• **About this exercise**:
Search the records for "AuthorizationCode". Report every line where it occurs.

• **Input data**:
*** Begin section ***

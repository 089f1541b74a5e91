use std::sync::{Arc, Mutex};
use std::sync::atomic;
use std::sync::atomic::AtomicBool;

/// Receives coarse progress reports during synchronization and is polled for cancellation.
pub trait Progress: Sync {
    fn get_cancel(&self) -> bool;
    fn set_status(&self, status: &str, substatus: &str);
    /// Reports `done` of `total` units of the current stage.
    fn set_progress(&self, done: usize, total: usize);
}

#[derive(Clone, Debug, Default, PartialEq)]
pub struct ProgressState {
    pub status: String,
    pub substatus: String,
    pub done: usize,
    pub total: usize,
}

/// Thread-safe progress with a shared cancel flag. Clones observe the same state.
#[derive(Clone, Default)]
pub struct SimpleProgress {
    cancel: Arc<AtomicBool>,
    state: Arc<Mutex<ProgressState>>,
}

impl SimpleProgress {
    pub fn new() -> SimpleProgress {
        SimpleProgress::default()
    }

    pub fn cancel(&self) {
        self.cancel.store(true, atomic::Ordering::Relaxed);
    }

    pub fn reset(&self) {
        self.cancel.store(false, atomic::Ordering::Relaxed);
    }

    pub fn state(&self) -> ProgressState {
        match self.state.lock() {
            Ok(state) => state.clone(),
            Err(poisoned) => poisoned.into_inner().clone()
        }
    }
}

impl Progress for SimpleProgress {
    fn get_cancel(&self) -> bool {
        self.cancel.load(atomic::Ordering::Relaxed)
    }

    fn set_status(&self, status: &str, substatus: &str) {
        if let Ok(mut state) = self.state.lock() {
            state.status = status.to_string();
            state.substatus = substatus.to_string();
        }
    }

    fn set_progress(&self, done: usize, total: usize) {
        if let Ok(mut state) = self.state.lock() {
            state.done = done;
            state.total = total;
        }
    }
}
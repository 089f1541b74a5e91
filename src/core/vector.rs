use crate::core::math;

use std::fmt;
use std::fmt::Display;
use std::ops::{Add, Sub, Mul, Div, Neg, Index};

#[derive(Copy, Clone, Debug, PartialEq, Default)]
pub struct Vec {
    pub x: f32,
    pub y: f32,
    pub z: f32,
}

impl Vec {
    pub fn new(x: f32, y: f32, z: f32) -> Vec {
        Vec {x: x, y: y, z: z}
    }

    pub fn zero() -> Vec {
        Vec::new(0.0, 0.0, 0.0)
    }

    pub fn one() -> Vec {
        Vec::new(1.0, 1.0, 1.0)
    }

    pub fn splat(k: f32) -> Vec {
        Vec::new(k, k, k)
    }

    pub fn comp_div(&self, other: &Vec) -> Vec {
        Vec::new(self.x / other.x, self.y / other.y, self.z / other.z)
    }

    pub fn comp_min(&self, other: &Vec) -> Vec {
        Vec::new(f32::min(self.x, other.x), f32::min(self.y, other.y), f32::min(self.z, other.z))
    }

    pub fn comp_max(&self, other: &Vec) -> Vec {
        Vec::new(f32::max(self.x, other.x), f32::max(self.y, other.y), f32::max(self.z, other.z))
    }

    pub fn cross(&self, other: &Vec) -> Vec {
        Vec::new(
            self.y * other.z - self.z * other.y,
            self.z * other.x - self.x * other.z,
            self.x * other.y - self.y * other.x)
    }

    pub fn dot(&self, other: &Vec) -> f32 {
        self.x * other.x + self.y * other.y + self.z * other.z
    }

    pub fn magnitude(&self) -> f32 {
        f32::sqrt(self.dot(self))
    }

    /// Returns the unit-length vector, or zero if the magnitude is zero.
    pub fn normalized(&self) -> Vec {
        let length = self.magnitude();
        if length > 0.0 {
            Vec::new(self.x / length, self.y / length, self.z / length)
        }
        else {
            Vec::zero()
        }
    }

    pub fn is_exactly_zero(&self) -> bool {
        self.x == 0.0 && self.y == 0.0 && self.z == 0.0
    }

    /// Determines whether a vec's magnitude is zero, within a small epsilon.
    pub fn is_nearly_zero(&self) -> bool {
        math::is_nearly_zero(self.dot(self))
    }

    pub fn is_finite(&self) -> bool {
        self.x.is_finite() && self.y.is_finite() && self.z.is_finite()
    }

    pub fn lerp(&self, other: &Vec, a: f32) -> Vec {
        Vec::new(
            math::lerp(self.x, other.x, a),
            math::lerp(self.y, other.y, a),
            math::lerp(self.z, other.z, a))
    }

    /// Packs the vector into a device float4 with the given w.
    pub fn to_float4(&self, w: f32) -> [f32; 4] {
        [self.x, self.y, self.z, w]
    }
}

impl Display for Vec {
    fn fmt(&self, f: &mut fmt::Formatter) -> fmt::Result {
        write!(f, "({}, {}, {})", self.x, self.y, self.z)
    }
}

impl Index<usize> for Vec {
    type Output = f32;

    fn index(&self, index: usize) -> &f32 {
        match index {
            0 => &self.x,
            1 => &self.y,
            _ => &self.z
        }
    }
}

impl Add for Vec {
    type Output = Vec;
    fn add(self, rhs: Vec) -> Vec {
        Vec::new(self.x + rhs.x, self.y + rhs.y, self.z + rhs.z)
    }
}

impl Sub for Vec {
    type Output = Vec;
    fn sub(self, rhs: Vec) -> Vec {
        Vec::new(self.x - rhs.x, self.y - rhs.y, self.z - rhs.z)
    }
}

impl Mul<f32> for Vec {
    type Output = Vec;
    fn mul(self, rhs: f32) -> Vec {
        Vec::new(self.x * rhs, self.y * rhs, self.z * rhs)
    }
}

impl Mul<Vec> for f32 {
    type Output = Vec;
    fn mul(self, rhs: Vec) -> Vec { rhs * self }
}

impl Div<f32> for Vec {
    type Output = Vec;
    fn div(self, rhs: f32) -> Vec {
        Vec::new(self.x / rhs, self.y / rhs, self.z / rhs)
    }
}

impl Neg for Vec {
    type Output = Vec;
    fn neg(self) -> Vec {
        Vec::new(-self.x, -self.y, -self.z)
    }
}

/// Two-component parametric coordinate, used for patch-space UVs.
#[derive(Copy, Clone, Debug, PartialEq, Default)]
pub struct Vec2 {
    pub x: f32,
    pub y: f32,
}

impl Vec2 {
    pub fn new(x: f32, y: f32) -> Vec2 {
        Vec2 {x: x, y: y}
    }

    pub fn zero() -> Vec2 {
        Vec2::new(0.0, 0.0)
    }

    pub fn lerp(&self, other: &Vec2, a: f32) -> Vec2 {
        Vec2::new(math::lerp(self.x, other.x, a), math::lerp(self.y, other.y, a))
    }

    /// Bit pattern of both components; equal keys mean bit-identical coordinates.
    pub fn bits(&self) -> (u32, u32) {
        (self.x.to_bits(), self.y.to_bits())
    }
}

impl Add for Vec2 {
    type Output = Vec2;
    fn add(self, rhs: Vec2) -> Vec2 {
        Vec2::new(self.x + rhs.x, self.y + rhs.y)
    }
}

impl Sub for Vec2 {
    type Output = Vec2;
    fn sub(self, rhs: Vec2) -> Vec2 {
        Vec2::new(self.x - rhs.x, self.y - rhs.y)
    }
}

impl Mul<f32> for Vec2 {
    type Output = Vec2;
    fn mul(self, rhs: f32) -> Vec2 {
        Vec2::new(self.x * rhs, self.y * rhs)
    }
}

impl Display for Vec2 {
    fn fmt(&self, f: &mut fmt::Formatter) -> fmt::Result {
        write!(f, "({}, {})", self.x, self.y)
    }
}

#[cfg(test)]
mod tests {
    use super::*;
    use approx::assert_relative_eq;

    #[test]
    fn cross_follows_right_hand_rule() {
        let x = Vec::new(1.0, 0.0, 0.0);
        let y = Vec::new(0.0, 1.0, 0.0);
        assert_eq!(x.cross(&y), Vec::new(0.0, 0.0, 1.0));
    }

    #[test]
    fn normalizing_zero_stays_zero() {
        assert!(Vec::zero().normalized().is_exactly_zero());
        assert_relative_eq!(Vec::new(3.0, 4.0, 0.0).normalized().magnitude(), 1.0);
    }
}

*** End section ***
*** Begin section ***

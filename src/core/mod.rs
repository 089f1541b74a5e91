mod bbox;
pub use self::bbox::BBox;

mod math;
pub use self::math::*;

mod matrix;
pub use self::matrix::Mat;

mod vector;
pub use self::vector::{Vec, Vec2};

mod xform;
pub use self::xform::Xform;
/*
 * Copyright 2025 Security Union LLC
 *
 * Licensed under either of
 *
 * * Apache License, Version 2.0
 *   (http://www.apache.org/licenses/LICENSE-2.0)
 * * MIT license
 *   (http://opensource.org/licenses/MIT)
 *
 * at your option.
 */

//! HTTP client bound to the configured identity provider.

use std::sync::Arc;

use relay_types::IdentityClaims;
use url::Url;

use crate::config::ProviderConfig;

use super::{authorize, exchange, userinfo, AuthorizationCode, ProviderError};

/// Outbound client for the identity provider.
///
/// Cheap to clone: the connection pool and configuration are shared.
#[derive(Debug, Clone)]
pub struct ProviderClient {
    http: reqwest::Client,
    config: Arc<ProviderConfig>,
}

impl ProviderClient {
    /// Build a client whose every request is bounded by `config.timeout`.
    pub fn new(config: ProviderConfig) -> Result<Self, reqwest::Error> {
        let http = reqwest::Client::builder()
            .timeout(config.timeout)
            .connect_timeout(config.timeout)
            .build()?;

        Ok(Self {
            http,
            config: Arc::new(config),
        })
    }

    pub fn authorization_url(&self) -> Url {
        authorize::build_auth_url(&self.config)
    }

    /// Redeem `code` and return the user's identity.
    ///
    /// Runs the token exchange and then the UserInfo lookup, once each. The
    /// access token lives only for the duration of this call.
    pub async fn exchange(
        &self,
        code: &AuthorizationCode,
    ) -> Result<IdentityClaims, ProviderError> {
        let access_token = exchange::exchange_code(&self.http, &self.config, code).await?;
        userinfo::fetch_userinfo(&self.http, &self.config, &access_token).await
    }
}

*** End section ***

• **Written reply**:
use super::{authorize, exchange, userinfo, AuthorizationCode, ProviderError};
        code: &AuthorizationCode,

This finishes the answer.